Las ciudades medievales eran difíciles de imaginar. Las calles acumulaban toda la suciedad urbana, algo que no cambió hasta tiempos recientes.
“Las calles eran malolientes. La polución, que tanto preocupa a nuestros contemporáneos, también causaba bastantes problemas a la gente de la Edad Media. Una famosa anécdota, incluida en las Chroniques de Saint-Denis, relataba algo que le sucedió a Felipe Augusto: «Un día que el rey recorría su palacio […], se apoyó en el alféizar de una ventana para tomar aire. Pero las carretas que pasaban por los caminos removían tanto el barro y las inmundicias de la calle, que se levantó una hediondez casi insoportable y subió hasta la ventana donde se encontraba el rey. Cuando el monarca sintió ese olor espantoso, se alejó de la ventana, con el estómago revuelto».
Los retretes eran escasos. Sólo las viviendas de los ricos los tenían, y eran rudimentarios. Era habitual vaciar por las ventanas recipientes llenos de orina o agua sucia. Un documento de 1342 relativo a Périgueux recordaba que «para el buen orden de la ciudad, debía cuidarse siempre que no se arrojaran por las ventanas aguas fétidas y podridas que envenenaban el aire y a la gente del vecindario». Pero en Angers se produjeron «graves inconvenientes de peste y mortandad que con frecuencia afligieron a esta ciudad, por algunos campesinos rústicos y habitantes de la misma no tienen retretes [letrinas] en su casa, y hacen poner y tirar al pavimento de tarde y de noche repulsivas y abominables inmundicias, de las que la ciudad está muy infestada». Las plazas públicas tampoco se salvaban. En 1374, la de Châtelet estaba llena de «fango, basura e inmundicias que estaban allí y afluían día tras día». Incluso en 1483, al abrir una calle, el concejo municipal de Rouen señaló que la «había cerrado con dos puertas a causa de las porquerías que hacía el pueblo».
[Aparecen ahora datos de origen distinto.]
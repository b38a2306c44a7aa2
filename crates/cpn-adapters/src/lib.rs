//! cpn-adapters: piezas concretas alrededor del core.
//!
//! - `storage::FileStorage`: backend `file://` relativo a un directorio raíz.
//! - `handlers`: codecs de tabla (JSON lines), modelo y métrica.
//! - `components`: componentes estructurales de demostración (`union`,
//!   `data_split`, `evaluation`) que ejercitan cada forma de binding.
//!
//! El core no depende de este crate; el binario lo usa para armar el
//! registro por defecto y el catálogo.

pub mod components;
pub mod error;
pub mod handlers;
pub mod storage;

use std::path::Path;
use std::sync::Arc;

use cpn_core::{ArtifactCategory, ArtifactRegistry};

pub use components::{catalog, find, Component, RunContext};
pub use error::ComponentError;
pub use handlers::{JsonMetricHandler, JsonModelHandler, TableHandler};
pub use storage::FileStorage;

/// Registro con los handlers por defecto del core (`json`, `mem://`) más
/// tabla/modelo/métrica y `file://` bajo `storage_root`.
pub fn default_registry(storage_root: &Path) -> ArtifactRegistry {
    ArtifactRegistry::with_defaults().with_handler(ArtifactCategory::Data, Arc::new(TableHandler))
                                     .with_handler(ArtifactCategory::Model, Arc::new(JsonModelHandler))
                                     .with_handler(ArtifactCategory::Metric, Arc::new(JsonMetricHandler))
                                     .with_storage(Arc::new(FileStorage::new(storage_root)))
}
Los animales deambulaban entre los transeúntes. Cadáveres de perros y caballos se esparcían por toda la ciudad y sus alrededores, hasta que el hedor obligó a la administración a intervenir. A veces aparecían también cadáveres de personas que habían sido víctimas de un asesinato, abandonados en las zanjas de desagüe de la ciudad, y algunos ahorcados permanecían colgados para servir de ejemplo.”
La ciudad no tenía una diferencia de funciones clara con las aldeas del entorno, eran normales los animales de granja en sus calles
“tenían cerdos en el interior de las murallas, a pesar de las prohibiciones. En 1131, el caballo de Felipe, el hijo mayor de Luis VI el Gordo, chocó contra uno de ellos, arrojó a su jinete contra una enorme piedra, lo pisó con sus patas y lo aplastó bajo el peso de su cuerpo.
Los carniceros y los matarifes trabajaban en el centro de la ciudad: degollaban y descuartizaban los animales, cuya sangre corría por las calles, porque escaseaban los mataderos, que, por otra parte, debían estar fuera de la ciudad. Una ordenanza real de junio de 1366 referida a las carnicerías de la calle Sainte-Geneviève de París —por lo tanto, en el corazón del Barrio Latino— se hizo eco de las quejas de la Universidad y de los particulares: «Los carniceros mataban a sus animales en sus casas, y tiraban la sangre y los desperdicios de esos animales, tanto de día como de noche, a la calle Sainte-Geneviève, y muchas veces guardaban los desperdicios y la sangre de los susodichos animales en pozos o letrinas que tenían en sus casas, durante tanto tiempo que se corrompían..."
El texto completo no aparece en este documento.